[Supplied information]
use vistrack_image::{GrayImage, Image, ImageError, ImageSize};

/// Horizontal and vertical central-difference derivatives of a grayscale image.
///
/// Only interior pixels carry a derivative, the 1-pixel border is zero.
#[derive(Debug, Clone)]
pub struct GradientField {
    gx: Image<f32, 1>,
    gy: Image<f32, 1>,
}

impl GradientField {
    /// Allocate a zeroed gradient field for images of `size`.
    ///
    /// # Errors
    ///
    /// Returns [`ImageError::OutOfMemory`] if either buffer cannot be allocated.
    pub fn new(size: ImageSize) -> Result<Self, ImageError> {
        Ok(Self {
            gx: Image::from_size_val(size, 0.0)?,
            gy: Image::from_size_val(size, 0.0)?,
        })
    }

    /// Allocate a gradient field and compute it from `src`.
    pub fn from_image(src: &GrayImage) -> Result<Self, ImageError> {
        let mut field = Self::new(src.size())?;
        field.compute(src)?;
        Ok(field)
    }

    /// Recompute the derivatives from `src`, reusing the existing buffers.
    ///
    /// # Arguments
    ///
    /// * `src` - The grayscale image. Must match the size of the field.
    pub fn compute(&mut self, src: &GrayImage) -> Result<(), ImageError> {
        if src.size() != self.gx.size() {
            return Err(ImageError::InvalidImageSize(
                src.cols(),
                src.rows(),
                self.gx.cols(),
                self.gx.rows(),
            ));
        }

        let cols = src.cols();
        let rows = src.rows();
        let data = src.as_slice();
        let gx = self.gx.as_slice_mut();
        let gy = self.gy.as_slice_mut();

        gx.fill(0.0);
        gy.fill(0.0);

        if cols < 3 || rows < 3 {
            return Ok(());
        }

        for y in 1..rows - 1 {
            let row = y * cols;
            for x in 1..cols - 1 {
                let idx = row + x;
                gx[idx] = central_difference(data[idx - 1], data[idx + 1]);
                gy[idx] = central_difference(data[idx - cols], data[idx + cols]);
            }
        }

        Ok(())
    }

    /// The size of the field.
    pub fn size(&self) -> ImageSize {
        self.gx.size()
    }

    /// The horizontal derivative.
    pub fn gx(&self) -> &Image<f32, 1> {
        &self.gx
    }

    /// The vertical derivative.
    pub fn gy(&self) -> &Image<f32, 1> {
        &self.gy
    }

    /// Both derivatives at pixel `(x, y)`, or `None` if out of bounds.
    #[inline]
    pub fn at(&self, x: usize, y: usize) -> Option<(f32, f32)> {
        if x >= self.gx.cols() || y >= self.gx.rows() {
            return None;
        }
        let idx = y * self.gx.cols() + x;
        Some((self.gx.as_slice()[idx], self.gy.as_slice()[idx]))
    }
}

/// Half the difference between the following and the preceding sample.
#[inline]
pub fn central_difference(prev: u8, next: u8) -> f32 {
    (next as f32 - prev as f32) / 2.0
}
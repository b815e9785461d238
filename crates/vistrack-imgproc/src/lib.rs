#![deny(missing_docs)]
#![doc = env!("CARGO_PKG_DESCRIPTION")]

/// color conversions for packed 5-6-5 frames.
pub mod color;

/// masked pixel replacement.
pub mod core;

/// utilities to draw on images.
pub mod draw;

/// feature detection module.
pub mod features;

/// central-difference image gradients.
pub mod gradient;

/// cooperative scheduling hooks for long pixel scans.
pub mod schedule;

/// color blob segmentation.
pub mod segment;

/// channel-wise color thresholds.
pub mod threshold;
---
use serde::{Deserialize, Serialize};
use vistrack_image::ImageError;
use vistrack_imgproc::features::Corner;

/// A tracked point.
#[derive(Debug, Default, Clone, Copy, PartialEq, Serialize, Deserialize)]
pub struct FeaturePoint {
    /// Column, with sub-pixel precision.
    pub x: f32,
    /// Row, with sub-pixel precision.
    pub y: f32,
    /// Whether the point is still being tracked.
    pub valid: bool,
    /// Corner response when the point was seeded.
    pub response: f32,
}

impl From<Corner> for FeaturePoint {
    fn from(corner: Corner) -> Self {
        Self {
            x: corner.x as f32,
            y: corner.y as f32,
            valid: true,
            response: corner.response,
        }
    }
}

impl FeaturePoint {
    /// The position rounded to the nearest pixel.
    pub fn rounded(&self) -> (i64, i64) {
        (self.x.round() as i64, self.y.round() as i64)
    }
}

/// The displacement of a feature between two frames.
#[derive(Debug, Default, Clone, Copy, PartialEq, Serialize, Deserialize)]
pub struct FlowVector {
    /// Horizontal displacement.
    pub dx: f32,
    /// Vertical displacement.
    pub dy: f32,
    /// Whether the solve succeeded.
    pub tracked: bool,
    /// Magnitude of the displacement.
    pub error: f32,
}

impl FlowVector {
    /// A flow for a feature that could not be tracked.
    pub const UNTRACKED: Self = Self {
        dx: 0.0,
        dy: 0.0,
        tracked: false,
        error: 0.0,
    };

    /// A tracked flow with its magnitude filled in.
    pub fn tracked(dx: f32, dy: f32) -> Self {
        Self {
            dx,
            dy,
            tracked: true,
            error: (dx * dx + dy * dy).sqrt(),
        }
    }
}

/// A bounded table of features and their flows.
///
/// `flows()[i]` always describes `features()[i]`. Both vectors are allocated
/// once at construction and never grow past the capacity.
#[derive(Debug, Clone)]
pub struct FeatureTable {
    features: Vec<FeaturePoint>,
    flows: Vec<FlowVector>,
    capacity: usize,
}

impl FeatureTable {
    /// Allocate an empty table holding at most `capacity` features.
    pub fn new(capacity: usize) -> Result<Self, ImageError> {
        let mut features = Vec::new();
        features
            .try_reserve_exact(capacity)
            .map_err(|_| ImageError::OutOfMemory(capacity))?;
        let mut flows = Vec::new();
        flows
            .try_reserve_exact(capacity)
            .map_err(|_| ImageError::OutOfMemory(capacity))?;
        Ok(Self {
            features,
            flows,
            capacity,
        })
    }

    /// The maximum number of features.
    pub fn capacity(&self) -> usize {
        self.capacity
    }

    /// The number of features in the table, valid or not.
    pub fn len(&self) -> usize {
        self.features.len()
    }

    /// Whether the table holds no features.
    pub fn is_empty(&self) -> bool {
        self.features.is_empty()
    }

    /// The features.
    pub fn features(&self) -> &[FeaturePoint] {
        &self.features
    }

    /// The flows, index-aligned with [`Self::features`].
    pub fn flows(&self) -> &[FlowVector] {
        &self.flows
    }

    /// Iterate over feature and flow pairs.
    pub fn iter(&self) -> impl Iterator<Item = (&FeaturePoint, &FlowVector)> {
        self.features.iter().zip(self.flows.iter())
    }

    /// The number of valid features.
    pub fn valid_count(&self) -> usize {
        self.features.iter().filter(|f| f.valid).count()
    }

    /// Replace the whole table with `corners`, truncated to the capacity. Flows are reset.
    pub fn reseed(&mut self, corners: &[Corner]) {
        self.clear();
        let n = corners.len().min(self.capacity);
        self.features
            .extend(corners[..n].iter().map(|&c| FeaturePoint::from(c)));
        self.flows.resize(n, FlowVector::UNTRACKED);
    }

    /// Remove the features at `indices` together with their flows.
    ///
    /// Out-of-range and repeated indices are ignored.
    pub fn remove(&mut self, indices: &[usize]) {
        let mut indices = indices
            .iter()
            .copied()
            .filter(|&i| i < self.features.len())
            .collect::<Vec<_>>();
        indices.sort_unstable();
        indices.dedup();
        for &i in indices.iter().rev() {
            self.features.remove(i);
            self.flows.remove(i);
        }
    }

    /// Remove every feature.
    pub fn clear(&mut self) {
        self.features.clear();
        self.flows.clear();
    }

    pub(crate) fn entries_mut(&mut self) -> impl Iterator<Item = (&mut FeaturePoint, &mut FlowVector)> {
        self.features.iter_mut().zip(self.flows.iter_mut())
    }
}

[What is being asked]
Retype exactly, and only, the lines above from the one where "color blob segmentation." occurs up to and including the one where "pub mod threshold;" occurs.

[Result of the task]
/// color blob segmentation.
pub mod segment;

/// channel-wise color thresholds.
pub mod threshold;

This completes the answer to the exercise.